Records to process:
==========
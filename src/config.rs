//! Game configuration.

use std::path::Path;
use serde::{Serialize, Deserialize};

use crate::core::amount::Amount;
use crate::ledger::network::{Network, TESTNET_PASSPHRASE};

/// Ledger parameters every transaction of a game is built with.
///
/// Changing any field changes every hash in the tree, so both players must
/// agree on the config before setup.
#[derive(Clone, Debug, PartialEq, Eq, Serialize, Deserialize)]
#[serde(default)]
pub struct GameConfig {
    /// Network passphrase.
    pub network_passphrase: String,
    /// Fee per operation, in stroops.
    pub base_fee: u32,
    /// Balance the setup transaction gives the first escrow account
    /// (one reserve, 0.5 per pre-authorized signer, some spare).
    pub escrow_funding: Amount,
    /// Starting balance of each later escrow account.
    pub escrow_reserve: Amount,
}

impl Default for GameConfig {
    fn default() -> Self {
        Self {
            network_passphrase: TESTNET_PASSPHRASE.to_string(),
            base_fee: 1000,
            escrow_funding: Amount::from_units(6),
            escrow_reserve: Amount::from_units(1),
        }
    }
}

/// Errors loading configuration.
#[derive(Debug, thiserror::Error)]
pub enum ConfigError {
    /// File could not be read.
    #[error("failed to read config: {0}")]
    Io(#[from] std::io::Error),

    /// File is not valid JSON for `GameConfig`.
    #[error("failed to parse config: {0}")]
    Parse(#[from] serde_json::Error),

    /// Environment variable holds an unusable value.
    #[error("invalid value for {name}: {value}")]
    InvalidEnv {
        /// Variable name.
        name: &'static str,
        /// Raw value.
        value: String,
    },
}

impl GameConfig {
    /// Defaults overridden by environment variables.
    ///
    /// Reads `TICTACTOE_NETWORK_PASSPHRASE`, `TICTACTOE_BASE_FEE`,
    /// `TICTACTOE_ESCROW_FUNDING` and `TICTACTOE_ESCROW_RESERVE`.
    pub fn from_env() -> Result<Self, ConfigError> {
        let mut config = Self::default();

        if let Ok(passphrase) = std::env::var("TICTACTOE_NETWORK_PASSPHRASE") {
            config.network_passphrase = passphrase;
        }
        if let Some(fee) = env_parse("TICTACTOE_BASE_FEE")? {
            config.base_fee = fee;
        }
        if let Some(funding) = env_parse("TICTACTOE_ESCROW_FUNDING")? {
            config.escrow_funding = funding;
        }
        if let Some(reserve) = env_parse("TICTACTOE_ESCROW_RESERVE")? {
            config.escrow_reserve = reserve;
        }

        Ok(config)
    }

    /// Load from a JSON file; missing fields keep their defaults.
    pub fn from_json_file(path: impl AsRef<Path>) -> Result<Self, ConfigError> {
        let text = std::fs::read_to_string(path)?;
        Ok(serde_json::from_str(&text)?)
    }

    /// Network the game's transactions are bound to.
    pub fn network(&self) -> Network {
        Network::new(self.network_passphrase.as_str())
    }
}

fn env_parse<T: std::str::FromStr>(name: &'static str) -> Result<Option<T>, ConfigError> {
    match std::env::var(name) {
        Ok(value) => value
            .parse()
            .map(Some)
            .map_err(|_| ConfigError::InvalidEnv { name, value }),
        Err(_) => Ok(None),
    }
}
==========
Exercise aim: Your response should contain each line of the listing in which the word "value" occurs.

Expected answer:
    /// Environment variable holds an unusable value.
    #[error("invalid value for {name}: {value}")]
        /// Raw value.
        value: String,
        Ok(value) => value
            .map_err(|_| ConfigError::InvalidEnv { name, value }),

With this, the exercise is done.